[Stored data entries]
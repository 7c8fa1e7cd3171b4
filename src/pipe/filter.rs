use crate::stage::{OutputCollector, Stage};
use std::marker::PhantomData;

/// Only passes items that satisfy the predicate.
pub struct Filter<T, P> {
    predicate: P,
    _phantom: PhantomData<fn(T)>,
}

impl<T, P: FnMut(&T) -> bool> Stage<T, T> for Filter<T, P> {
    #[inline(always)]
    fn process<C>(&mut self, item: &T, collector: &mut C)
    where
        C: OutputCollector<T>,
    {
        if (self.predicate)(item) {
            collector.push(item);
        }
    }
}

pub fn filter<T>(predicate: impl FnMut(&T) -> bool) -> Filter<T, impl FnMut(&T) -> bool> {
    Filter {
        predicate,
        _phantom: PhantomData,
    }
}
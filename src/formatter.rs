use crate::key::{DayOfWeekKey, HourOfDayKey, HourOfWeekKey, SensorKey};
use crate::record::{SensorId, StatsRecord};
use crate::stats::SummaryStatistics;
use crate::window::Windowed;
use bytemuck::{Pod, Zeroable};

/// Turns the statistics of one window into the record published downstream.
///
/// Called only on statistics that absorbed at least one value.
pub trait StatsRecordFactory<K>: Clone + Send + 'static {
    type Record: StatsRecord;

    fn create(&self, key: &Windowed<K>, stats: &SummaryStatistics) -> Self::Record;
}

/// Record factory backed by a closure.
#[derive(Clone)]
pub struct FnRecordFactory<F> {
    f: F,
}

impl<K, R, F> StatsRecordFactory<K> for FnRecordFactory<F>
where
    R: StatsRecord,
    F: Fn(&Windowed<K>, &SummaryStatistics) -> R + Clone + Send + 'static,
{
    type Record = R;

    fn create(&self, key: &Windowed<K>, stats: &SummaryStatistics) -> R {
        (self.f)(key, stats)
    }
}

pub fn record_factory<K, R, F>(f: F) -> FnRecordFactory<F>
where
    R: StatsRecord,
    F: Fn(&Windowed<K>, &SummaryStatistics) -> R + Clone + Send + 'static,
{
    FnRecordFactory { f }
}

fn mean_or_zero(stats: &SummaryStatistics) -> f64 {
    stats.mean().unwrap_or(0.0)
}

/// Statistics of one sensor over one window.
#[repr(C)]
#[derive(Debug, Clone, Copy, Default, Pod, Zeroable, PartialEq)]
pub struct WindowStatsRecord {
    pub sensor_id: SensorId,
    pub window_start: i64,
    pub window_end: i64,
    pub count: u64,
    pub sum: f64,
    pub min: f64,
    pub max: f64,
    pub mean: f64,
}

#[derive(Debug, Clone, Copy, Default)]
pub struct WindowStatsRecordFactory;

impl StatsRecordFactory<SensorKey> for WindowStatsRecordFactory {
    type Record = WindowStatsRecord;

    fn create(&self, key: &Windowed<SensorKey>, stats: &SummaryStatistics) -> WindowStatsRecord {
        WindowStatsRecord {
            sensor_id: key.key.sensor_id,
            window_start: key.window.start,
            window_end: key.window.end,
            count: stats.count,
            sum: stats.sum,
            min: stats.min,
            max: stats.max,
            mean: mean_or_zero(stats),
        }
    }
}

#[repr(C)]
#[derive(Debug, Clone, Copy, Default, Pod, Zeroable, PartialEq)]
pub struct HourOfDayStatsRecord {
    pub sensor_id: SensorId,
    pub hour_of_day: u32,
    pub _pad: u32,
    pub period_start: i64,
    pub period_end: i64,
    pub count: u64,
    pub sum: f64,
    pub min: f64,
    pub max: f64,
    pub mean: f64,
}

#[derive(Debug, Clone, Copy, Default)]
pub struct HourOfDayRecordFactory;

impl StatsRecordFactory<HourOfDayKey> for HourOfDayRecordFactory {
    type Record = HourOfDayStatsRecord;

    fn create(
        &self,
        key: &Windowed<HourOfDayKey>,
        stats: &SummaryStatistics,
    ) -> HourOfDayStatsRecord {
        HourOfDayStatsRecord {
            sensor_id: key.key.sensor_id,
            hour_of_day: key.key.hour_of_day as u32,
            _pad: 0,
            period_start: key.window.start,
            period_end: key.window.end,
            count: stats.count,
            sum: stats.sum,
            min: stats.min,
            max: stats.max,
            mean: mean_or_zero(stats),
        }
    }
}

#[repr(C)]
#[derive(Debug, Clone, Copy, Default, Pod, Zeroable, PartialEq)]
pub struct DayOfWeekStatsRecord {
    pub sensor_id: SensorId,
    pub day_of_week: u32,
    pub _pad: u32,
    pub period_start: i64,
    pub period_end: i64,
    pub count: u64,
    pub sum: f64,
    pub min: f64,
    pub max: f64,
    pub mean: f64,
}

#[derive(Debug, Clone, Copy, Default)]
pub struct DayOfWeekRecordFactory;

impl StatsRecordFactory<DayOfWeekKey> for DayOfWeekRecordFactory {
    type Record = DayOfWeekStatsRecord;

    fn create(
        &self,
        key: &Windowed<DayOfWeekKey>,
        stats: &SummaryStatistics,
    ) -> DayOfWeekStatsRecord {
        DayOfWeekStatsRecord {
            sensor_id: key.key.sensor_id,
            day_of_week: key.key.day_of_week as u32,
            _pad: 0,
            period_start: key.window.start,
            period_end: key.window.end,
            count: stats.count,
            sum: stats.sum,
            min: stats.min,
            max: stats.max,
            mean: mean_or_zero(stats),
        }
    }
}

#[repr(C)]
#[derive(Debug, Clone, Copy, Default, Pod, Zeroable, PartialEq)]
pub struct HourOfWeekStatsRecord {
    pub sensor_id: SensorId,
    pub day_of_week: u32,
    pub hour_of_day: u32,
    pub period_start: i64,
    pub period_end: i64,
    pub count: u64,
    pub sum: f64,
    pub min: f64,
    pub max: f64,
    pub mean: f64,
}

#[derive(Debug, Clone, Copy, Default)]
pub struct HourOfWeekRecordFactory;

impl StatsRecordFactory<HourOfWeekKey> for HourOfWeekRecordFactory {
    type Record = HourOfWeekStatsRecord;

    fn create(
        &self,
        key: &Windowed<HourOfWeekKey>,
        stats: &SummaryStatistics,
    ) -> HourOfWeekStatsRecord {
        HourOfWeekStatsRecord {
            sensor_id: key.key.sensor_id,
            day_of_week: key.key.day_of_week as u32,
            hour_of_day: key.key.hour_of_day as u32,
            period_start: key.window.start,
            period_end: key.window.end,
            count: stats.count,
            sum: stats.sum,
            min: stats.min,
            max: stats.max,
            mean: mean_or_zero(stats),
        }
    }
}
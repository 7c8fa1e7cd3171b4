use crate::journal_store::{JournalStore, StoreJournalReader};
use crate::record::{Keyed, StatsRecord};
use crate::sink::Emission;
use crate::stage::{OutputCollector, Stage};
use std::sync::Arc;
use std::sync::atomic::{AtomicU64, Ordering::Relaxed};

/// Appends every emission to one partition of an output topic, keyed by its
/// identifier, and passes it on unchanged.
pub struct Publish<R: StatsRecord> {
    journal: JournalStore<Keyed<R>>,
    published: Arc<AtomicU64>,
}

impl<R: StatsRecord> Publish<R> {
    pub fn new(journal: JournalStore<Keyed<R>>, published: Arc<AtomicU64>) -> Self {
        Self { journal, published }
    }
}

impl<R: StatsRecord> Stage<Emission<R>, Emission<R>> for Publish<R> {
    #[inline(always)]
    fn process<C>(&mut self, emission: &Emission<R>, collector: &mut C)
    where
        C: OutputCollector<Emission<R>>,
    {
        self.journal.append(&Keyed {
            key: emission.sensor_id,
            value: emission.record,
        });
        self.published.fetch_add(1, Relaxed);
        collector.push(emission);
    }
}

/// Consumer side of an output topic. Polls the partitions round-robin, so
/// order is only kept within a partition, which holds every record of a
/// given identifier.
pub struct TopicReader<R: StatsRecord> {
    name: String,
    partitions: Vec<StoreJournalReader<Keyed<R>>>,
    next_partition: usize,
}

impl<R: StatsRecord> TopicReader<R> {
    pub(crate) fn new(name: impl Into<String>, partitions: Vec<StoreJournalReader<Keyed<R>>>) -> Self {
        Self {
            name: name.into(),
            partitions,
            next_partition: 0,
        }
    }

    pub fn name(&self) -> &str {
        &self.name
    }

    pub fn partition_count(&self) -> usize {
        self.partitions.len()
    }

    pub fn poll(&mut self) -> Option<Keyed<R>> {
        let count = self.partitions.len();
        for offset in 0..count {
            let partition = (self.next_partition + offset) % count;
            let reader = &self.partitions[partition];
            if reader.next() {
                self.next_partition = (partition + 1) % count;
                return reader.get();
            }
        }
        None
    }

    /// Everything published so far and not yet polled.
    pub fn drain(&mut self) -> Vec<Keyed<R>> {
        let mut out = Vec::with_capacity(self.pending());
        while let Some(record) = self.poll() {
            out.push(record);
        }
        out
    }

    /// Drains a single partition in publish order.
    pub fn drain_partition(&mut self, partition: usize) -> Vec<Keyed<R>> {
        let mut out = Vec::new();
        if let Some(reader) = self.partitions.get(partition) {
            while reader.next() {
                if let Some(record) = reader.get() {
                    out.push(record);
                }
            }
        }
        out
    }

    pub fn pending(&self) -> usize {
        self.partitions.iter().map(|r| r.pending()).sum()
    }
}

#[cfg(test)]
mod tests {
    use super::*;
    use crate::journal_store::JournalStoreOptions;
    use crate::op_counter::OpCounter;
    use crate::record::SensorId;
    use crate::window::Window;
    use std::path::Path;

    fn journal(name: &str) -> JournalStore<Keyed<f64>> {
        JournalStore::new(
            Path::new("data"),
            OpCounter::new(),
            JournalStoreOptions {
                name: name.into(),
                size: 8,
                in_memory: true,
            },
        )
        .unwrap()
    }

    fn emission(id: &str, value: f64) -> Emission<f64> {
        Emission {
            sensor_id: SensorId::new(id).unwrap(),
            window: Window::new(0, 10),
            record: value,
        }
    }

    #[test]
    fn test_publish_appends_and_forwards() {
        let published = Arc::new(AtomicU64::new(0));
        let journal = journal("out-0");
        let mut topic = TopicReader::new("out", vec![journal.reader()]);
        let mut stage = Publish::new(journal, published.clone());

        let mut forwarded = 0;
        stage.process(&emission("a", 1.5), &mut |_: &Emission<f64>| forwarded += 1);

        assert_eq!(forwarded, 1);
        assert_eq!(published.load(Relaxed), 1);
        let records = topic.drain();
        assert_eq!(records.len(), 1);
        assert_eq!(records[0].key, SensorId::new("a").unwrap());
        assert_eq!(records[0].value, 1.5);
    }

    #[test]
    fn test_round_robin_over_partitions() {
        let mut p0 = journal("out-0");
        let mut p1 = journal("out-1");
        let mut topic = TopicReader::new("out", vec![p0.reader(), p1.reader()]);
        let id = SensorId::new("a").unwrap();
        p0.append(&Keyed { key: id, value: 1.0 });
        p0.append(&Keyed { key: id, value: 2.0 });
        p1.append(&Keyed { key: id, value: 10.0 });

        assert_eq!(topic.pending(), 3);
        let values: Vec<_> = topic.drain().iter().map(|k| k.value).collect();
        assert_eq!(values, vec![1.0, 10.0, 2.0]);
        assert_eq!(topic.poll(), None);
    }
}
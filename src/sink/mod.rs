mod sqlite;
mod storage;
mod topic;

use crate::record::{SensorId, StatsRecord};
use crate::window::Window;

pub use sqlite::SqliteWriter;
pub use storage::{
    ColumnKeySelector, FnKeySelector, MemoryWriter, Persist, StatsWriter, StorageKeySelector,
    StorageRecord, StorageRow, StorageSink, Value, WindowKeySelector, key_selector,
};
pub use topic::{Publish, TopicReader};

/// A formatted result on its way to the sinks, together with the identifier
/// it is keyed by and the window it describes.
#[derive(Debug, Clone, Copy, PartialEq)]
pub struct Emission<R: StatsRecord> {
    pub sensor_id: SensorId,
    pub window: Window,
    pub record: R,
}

**WORK INSTRUCTION**: Set down, exactly as they stand above, the lines starting with the line with "impl<R: StatsRecord> TopicReader<R>" and going on through the line with "let mut out = Vec::new();", and no others.

**RESULT FOR THIS TASK**:
impl<R: StatsRecord> TopicReader<R> {
    pub(crate) fn new(name: impl Into<String>, partitions: Vec<StoreJournalReader<Keyed<R>>>) -> Self {
        Self {
            name: name.into(),
            partitions,
            next_partition: 0,
        }
    }

    pub fn name(&self) -> &str {
        &self.name
    }

    pub fn partition_count(&self) -> usize {
        self.partitions.len()
    }

    pub fn poll(&mut self) -> Option<Keyed<R>> {
        let count = self.partitions.len();
        for offset in 0..count {
            let partition = (self.next_partition + offset) % count;
            let reader = &self.partitions[partition];
            if reader.next() {
                self.next_partition = (partition + 1) % count;
                return reader.get();
            }
        }
        None
    }

    /// Everything published so far and not yet polled.
    pub fn drain(&mut self) -> Vec<Keyed<R>> {
        let mut out = Vec::with_capacity(self.pending());
        while let Some(record) = self.poll() {
            out.push(record);
        }
        out
    }

    /// Drains a single partition in publish order.
    pub fn drain_partition(&mut self, partition: usize) -> Vec<Keyed<R>> {
        let mut out = Vec::new();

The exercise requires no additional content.